High Commissioner Turk said the war in Sudan was not being waged with just the use of fighter jets, drones, tanks and other heavy artillery.
“Sexual violence as a weapon of war, including rape, has been a defining and despicable characteristic of this crisis since the beginning,” he said, underscoring that his office has documented 60 incidents of conflict-related sexual violence, involving at least 120 victims across the country, mostly women and girls.
“These figures are sadly a vast underrepresentation of the reality. Men in RSF uniform and armed men affiliated with the RSF were reported to be responsible for 81% of the documented incidents,” said Turk.

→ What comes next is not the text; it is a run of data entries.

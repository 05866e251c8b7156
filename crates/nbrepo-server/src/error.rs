//! API error types with JSON responses.
//!
//! Every failure a caller can recover from maps to one kind with its own
//! status code, so the client can pick the matching recovery action.

use axum::{
    Json,
    http::StatusCode,
    response::{IntoResponse, Response},
};
use nbrepo_core::{Username, ValueError};
use nbrepo_store::StoreError;
use serde::Serialize;

use crate::workspace::WorkspaceError;

/// API error that can be returned from handlers and coordination operations.
#[derive(Debug, thiserror::Error)]
pub enum ApiError {
    /// Bad input (400). `users` names the invitees that failed validation.
    #[error("{message}")]
    Validation {
        message: String,
        users: Vec<Username>,
    },

    /// Unauthorized (401).
    #[error("unauthorized: {0}")]
    Unauthorized(String),

    /// Forbidden (403).
    #[error("forbidden: {0}")]
    Forbidden(String),

    /// Not found (404): stale id or path, refresh and re-render.
    #[error("not found: {0}")]
    NotFound(String),

    /// Conflict (409).
    #[error("conflict: {0}")]
    Conflict(String),

    /// Downstream workspace or storage collaborator failed (503).
    #[error("unavailable: {0}")]
    Unavailable(String),

    /// Internal server error (500).
    #[error("internal error: {0}")]
    Internal(String),
}

impl ApiError {
    pub fn validation(message: impl Into<String>) -> Self {
        Self::Validation {
            message: message.into(),
            users: Vec::new(),
        }
    }

    /// Get the error code string for this error.
    pub fn code(&self) -> &'static str {
        match self {
            Self::Validation { .. } => "VALIDATION_ERROR",
            Self::Unauthorized(_) => "UNAUTHORIZED",
            Self::Forbidden(_) => "FORBIDDEN",
            Self::NotFound(_) => "NOT_FOUND",
            Self::Conflict(_) => "CONFLICT",
            Self::Unavailable(_) => "UNAVAILABLE",
            Self::Internal(_) => "INTERNAL_ERROR",
        }
    }

    /// Get the HTTP status code for this error.
    pub fn status_code(&self) -> StatusCode {
        match self {
            Self::Validation { .. } => StatusCode::BAD_REQUEST,
            Self::Unauthorized(_) => StatusCode::UNAUTHORIZED,
            Self::Forbidden(_) => StatusCode::FORBIDDEN,
            Self::NotFound(_) => StatusCode::NOT_FOUND,
            Self::Conflict(_) => StatusCode::CONFLICT,
            Self::Unavailable(_) => StatusCode::SERVICE_UNAVAILABLE,
            Self::Internal(_) => StatusCode::INTERNAL_SERVER_ERROR,
        }
    }
}

impl From<ValueError> for ApiError {
    fn from(e: ValueError) -> Self {
        Self::validation(e.to_string())
    }
}

impl From<StoreError> for ApiError {
    fn from(e: StoreError) -> Self {
        match e {
            StoreError::PublicationNotFound(_)
            | StoreError::ShareNotFound(_)
            | StoreError::InviteNotFound(_)
            | StoreError::TagNotFound(_) => Self::NotFound(e.to_string()),
            StoreError::DuplicatePublication { .. } => Self::Conflict(e.to_string()),
            StoreError::EmptyCollaborators => Self::validation(e.to_string()),
            StoreError::Connection(_) => {
                tracing::error!(error = %e, "Store unavailable");
                Self::Unavailable("storage is unavailable".to_string())
            }
            other => {
                tracing::error!(error = %other, "Store failure");
                Self::Internal(other.to_string())
            }
        }
    }
}

impl From<WorkspaceError> for ApiError {
    fn from(e: WorkspaceError) -> Self {
        match e {
            WorkspaceError::InvalidDestination(_) => Self::validation(e.to_string()),
            other => {
                tracing::warn!(error = %other, "Workspace operation failed");
                Self::Unavailable(other.to_string())
            }
        }
    }
}

/// JSON error response body.
#[derive(Debug, Serialize)]
pub struct ErrorResponse {
    /// Human-readable error message.
    pub error: String,
    /// Error code (e.g., "NOT_FOUND", "VALIDATION_ERROR").
    pub code: &'static str,
    /// Invitees that failed validation.
    #[serde(skip_serializing_if = "Vec::is_empty")]
    pub users: Vec<Username>,
}

impl IntoResponse for ApiError {
    fn into_response(self) -> Response {
        let status = self.status_code();
        let code = self.code();
        let message = self.to_string();
        let users = match self {
            Self::Validation { users, .. } => users,
            _ => Vec::new(),
        };

        (
            status,
            Json(ErrorResponse {
                error: message,
                code,
                users,
            }),
        )
            .into_response()
    }
}

/// Result type for API handlers.
pub type ApiResult<T> = Result<T, ApiError>;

He expressed concern about a rise in ethnically motivated killings, the fate of thousands of civilians held by both parties and their affiliates in arbitrary detention, and the conscription of child soldiers.
“My office has recently received reports of the RSF recruiting hundreds of children as fighters in Darfur and the SAF doing likewise in eastern Sudan,” he said.
He said he has received troubling reports of civilians themselves mobilizing under the new Popular Armed Resistance movement. “There are real fears this may result in the formation of an armed civil militia with no defined control, increasing the chances of Sudan sliding into a spiral of protracted civil war.”
These concerns were echoed by Special Envoy Tetteh, who said, “The most serious risk threatening Sudan is a de facto partition between the territories controlled by RSF and SAF.
“The international community should avert this risk of a de facto partition by supporting and facilitating a Sudanese-owned and Sudanese-led process addressing the root causes of the conflict,” she said, emphasizing the impossibility of two competing military forces co-existing.
Sudan’s minister of justice was clearly annoyed that the U.N. report seemed to equate the actions of the Sudanese Armed Forces with those of the Rapid Support Forces.
Justice Minister Moawia Osman Mohamed Khair Mohamed Ahmed said the SAF did not instigate the conflict but responded to an attack by rebels against a sovereign state.
“This was a conspiracy that took the national army off-guard,” he said. “This militia tried to take over the power by launching a full-scaled armed attack against the country using looting and burning of buildings.”
He accused the RSF of committing multiple atrocities across the country, saying that what they have done in Darfur “is beyond words.”
Ahmed said his government has started an investigation of crimes allegedly committed by the rebel forces, “particularly related to crimes of genocide, crimes of war, crimes against humanity and other crimes related to killings, rape and robbery.”
He appealed for international help to reinforce Sudan‘s “serious legal procedure in order to achieve justice and provide redress to the victims through the national mechanisms and international mechanisms.”
High Commissioner Turk said the international community also has a critical role to play to alleviate the suffering endured by the people of Sudan.
“Decades of turmoil and repression in Sudan preceded this crisis,” he said, “but nothing has prepared the people of Sudan for the level of suffering they face today.
“The fighting parties must agree to return to peace, without delay. The future of the people of Sudan depends on it.”